**WORK TASK**
Copy each line of the data below, character for character.

**INPUT DATA**

========================

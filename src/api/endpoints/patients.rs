//! Patient (animal) endpoints.

use axum::extract::{Path, State};
use axum::{Extension, Json};
use chrono::Utc;
use serde::Deserialize;
use uuid::Uuid;

use crate::api::error::ApiError;
use crate::api::types::ApiContext;
use crate::db::repository::{self, PatientUpdate};
use crate::models::Patient;
use crate::scope::ScopeDescriptor;

#[derive(Deserialize)]
pub struct CreatePatientRequest {
    pub animal_name: String,
    pub species: String,
    pub breed: Option<String>,
    pub age_months: Option<i32>,
    pub owner_name: String,
    pub owner_phone: Option<String>,
    pub province: String,
    pub district: String,
    pub sector: String,
    pub cell: Option<String>,
    pub village: Option<String>,
    pub prior_conditions: Option<String>,
}

/// `POST /api/v1/patients` — register an animal under the calling vet.
pub async fn create(
    State(ctx): State<ApiContext>,
    Extension(scope): Extension<ScopeDescriptor>,
    Json(req): Json<CreatePatientRequest>,
) -> Result<Json<Patient>, ApiError> {
    if req.animal_name.trim().is_empty() || req.species.trim().is_empty() {
        return Err(ApiError::BadRequest(
            "animal_name and species are required".into(),
        ));
    }

    let now = Utc::now();
    let patient = Patient {
        id: Uuid::new_v4(),
        animal_name: req.animal_name,
        species: req.species,
        breed: req.breed,
        age_months: req.age_months,
        owner_name: req.owner_name,
        owner_phone: req.owner_phone,
        province: req.province,
        district: req.district,
        sector: req.sector,
        cell: req.cell,
        village: req.village,
        prior_conditions: req.prior_conditions,
        veterinarian_id: scope.user_id,
        created_at: now,
        updated_at: now,
    };

    let conn = ctx.open_db()?;
    repository::insert_patient(&conn, &patient)?;
    Ok(Json(patient))
}

/// `GET /api/v1/patients` — the calling vet's own patients.
pub async fn list_mine(
    State(ctx): State<ApiContext>,
    Extension(scope): Extension<ScopeDescriptor>,
) -> Result<Json<Vec<Patient>>, ApiError> {
    let conn = ctx.open_db()?;
    Ok(Json(repository::list_patients_by_vet(&conn, &scope.user_id)?))
}

/// `GET /api/v1/patients/sector/:sector` — sector-wide view for reviewers.
pub async fn list_sector(
    State(ctx): State<ApiContext>,
    Extension(scope): Extension<ScopeDescriptor>,
    Path(sector): Path<String>,
) -> Result<Json<Vec<Patient>>, ApiError> {
    if !scope.can_view_sector(&sector) {
        return Err(ApiError::Forbidden("no review scope over this sector".into()));
    }
    let conn = ctx.open_db()?;
    Ok(Json(repository::list_patients_by_sector(&conn, &sector)?))
}

/// `GET /api/v1/patients/district/:district` — district-wide view.
pub async fn list_district(
    State(ctx): State<ApiContext>,
    Extension(scope): Extension<ScopeDescriptor>,
    Path(district): Path<String>,
) -> Result<Json<Vec<Patient>>, ApiError> {
    if !scope.can_view_district(&district) {
        return Err(ApiError::Forbidden(
            "no review scope over this district".into(),
        ));
    }
    let conn = ctx.open_db()?;
    Ok(Json(repository::list_patients_by_district(&conn, &district)?))
}

/// `GET /api/v1/patients/:id` — owner or a reviewer covering the patient's
/// geography.
pub async fn detail(
    State(ctx): State<ApiContext>,
    Extension(scope): Extension<ScopeDescriptor>,
    Path(patient_id): Path<Uuid>,
) -> Result<Json<Patient>, ApiError> {
    let conn = ctx.open_db()?;
    let patient = fetch(&conn, &patient_id)?;
    if !scope.owns(&patient.veterinarian_id)
        && !scope.can_view_sector(&patient.sector)
        && !scope.can_view_district(&patient.district)
    {
        return Err(ApiError::Forbidden("no scope over this patient".into()));
    }
    Ok(Json(patient))
}

#[derive(Deserialize, Default)]
pub struct UpdatePatientRequest {
    pub animal_name: Option<String>,
    pub breed: Option<String>,
    pub age_months: Option<i32>,
    pub owner_name: Option<String>,
    pub owner_phone: Option<String>,
    pub prior_conditions: Option<String>,
}

/// `PATCH /api/v1/patients/:id` — owning vet only; partial update.
pub async fn update(
    State(ctx): State<ApiContext>,
    Extension(scope): Extension<ScopeDescriptor>,
    Path(patient_id): Path<Uuid>,
    Json(req): Json<UpdatePatientRequest>,
) -> Result<Json<Patient>, ApiError> {
    let conn = ctx.open_db()?;
    let patient = fetch(&conn, &patient_id)?;
    if !scope.owns(&patient.veterinarian_id) {
        return Err(ApiError::Forbidden("only the owning vet may edit".into()));
    }

    repository::update_patient(
        &conn,
        &patient_id,
        &PatientUpdate {
            animal_name: req.animal_name,
            breed: req.breed,
            age_months: req.age_months,
            owner_name: req.owner_name,
            owner_phone: req.owner_phone,
            prior_conditions: req.prior_conditions,
        },
    )?;
    Ok(Json(fetch(&conn, &patient_id)?))
}

/// `DELETE /api/v1/patients/:id` — owner or district admin; treatments
/// cascade.
pub async fn remove(
    State(ctx): State<ApiContext>,
    Extension(scope): Extension<ScopeDescriptor>,
    Path(patient_id): Path<Uuid>,
) -> Result<Json<serde_json::Value>, ApiError> {
    let conn = ctx.open_db()?;
    let patient = fetch(&conn, &patient_id)?;
    if !scope.owns_or_administers(&patient.veterinarian_id) {
        return Err(ApiError::Forbidden(
            "only the owning vet or a district admin may delete".into(),
        ));
    }
    repository::delete_patient(&conn, &patient_id)?;
    Ok(Json(serde_json::json!({ "deleted": patient_id })))
}

fn fetch(conn: &rusqlite::Connection, id: &Uuid) -> Result<Patient, ApiError> {
    repository::get_patient(conn, id)?
        .ok_or_else(|| ApiError::NotFound(format!("patient {id} not found")))
}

========================

**WRITTEN SOLUTION**
filename src/api/endpoints/patients.rs
//! Patient (animal) endpoints.

use axum::extract::{Path, State};
use axum::{Extension, Json};
use chrono::Utc;
use serde::Deserialize;
use uuid::Uuid;

use crate::api::error::ApiError;
use crate::api::types::ApiContext;
use crate::db::repository::{self, PatientUpdate};
use crate::models::Patient;
use crate::scope::ScopeDescriptor;

#[derive(Deserialize)]
pub struct CreatePatientRequest {
    pub animal_name: String,
    pub species: String,
    pub breed: Option<String>,
    pub age_months: Option<i32>,
    pub owner_name: String,
    pub owner_phone: Option<String>,
    pub province: String,
    pub district: String,
    pub sector: String,
    pub cell: Option<String>,
    pub village: Option<String>,
    pub prior_conditions: Option<String>,
}

/// `POST /api/v1/patients` — register an animal under the calling vet.
pub async fn create(
    State(ctx): State<ApiContext>,
    Extension(scope): Extension<ScopeDescriptor>,
    Json(req): Json<CreatePatientRequest>,
) -> Result<Json<Patient>, ApiError> {
    if req.animal_name.trim().is_empty() || req.species.trim().is_empty() {
        return Err(ApiError::BadRequest(
            "animal_name and species are required".into(),
        ));
    }

    let now = Utc::now();
    let patient = Patient {
        id: Uuid::new_v4(),
        animal_name: req.animal_name,
        species: req.species,
        breed: req.breed,
        age_months: req.age_months,
        owner_name: req.owner_name,
        owner_phone: req.owner_phone,
        province: req.province,
        district: req.district,
        sector: req.sector,
        cell: req.cell,
        village: req.village,
        prior_conditions: req.prior_conditions,
        veterinarian_id: scope.user_id,
        created_at: now,
        updated_at: now,
    };

    let conn = ctx.open_db()?;
    repository::insert_patient(&conn, &patient)?;
    Ok(Json(patient))
}

/// `GET /api/v1/patients` — the calling vet's own patients.
pub async fn list_mine(
    State(ctx): State<ApiContext>,
    Extension(scope): Extension<ScopeDescriptor>,
) -> Result<Json<Vec<Patient>>, ApiError> {
    let conn = ctx.open_db()?;
    Ok(Json(repository::list_patients_by_vet(&conn, &scope.user_id)?))
}

/// `GET /api/v1/patients/sector/:sector` — sector-wide view for reviewers.
pub async fn list_sector(
    State(ctx): State<ApiContext>,
    Extension(scope): Extension<ScopeDescriptor>,
    Path(sector): Path<String>,
) -> Result<Json<Vec<Patient>>, ApiError> {
    if !scope.can_view_sector(&sector) {
        return Err(ApiError::Forbidden("no review scope over this sector".into()));
    }
    let conn = ctx.open_db()?;
    Ok(Json(repository::list_patients_by_sector(&conn, &sector)?))
}

/// `GET /api/v1/patients/district/:district` — district-wide view.
pub async fn list_district(
    State(ctx): State<ApiContext>,
    Extension(scope): Extension<ScopeDescriptor>,
    Path(district): Path<String>,
) -> Result<Json<Vec<Patient>>, ApiError> {
    if !scope.can_view_district(&district) {
        return Err(ApiError::Forbidden(
            "no review scope over this district".into(),
        ));
    }
    let conn = ctx.open_db()?;
    Ok(Json(repository::list_patients_by_district(&conn, &district)?))
}

/// `GET /api/v1/patients/:id` — owner or a reviewer covering the patient's
/// geography.
pub async fn detail(
    State(ctx): State<ApiContext>,
    Extension(scope): Extension<ScopeDescriptor>,
    Path(patient_id): Path<Uuid>,
) -> Result<Json<Patient>, ApiError> {
    let conn = ctx.open_db()?;
    let patient = fetch(&conn, &patient_id)?;
    if !scope.owns(&patient.veterinarian_id)
        && !scope.can_view_sector(&patient.sector)
        && !scope.can_view_district(&patient.district)
    {
        return Err(ApiError::Forbidden("no scope over this patient".into()));
    }
    Ok(Json(patient))
}

#[derive(Deserialize, Default)]
pub struct UpdatePatientRequest {
    pub animal_name: Option<String>,
    pub breed: Option<String>,
    pub age_months: Option<i32>,
    pub owner_name: Option<String>,
    pub owner_phone: Option<String>,
    pub prior_conditions: Option<String>,
}

/// `PATCH /api/v1/patients/:id` — owning vet only; partial update.
pub async fn update(
    State(ctx): State<ApiContext>,
    Extension(scope): Extension<ScopeDescriptor>,
    Path(patient_id): Path<Uuid>,
    Json(req): Json<UpdatePatientRequest>,
) -> Result<Json<Patient>, ApiError> {
    let conn = ctx.open_db()?;
    let patient = fetch(&conn, &patient_id)?;
    if !scope.owns(&patient.veterinarian_id) {
        return Err(ApiError::Forbidden("only the owning vet may edit".into()));
    }

    repository::update_patient(
        &conn,
        &patient_id,
        &PatientUpdate {
            animal_name: req.animal_name,
            breed: req.breed,
            age_months: req.age_months,
            owner_name: req.owner_name,
            owner_phone: req.owner_phone,
            prior_conditions: req.prior_conditions,
        },
    )?;
    Ok(Json(fetch(&conn, &patient_id)?))
}

/// `DELETE /api/v1/patients/:id` — owner or district admin; treatments
/// cascade.
pub async fn remove(
    State(ctx): State<ApiContext>,
    Extension(scope): Extension<ScopeDescriptor>,
    Path(patient_id): Path<Uuid>,
) -> Result<Json<serde_json::Value>, ApiError> {
    let conn = ctx.open_db()?;
    let patient = fetch(&conn, &patient_id)?;
    if !scope.owns_or_administers(&patient.veterinarian_id) {
        return Err(ApiError::Forbidden(
            "only the owning vet or a district admin may delete".into(),
        ));
    }
    repository::delete_patient(&conn, &patient_id)?;
    Ok(Json(serde_json::json!({ "deleted": patient_id })))
}

fn fetch(conn: &rusqlite::Connection, id: &Uuid) -> Result<Patient, ApiError> {
    repository::get_patient(conn, id)?
        .ok_or_else(|| ApiError::NotFound(format!("patient {id} not found")))
}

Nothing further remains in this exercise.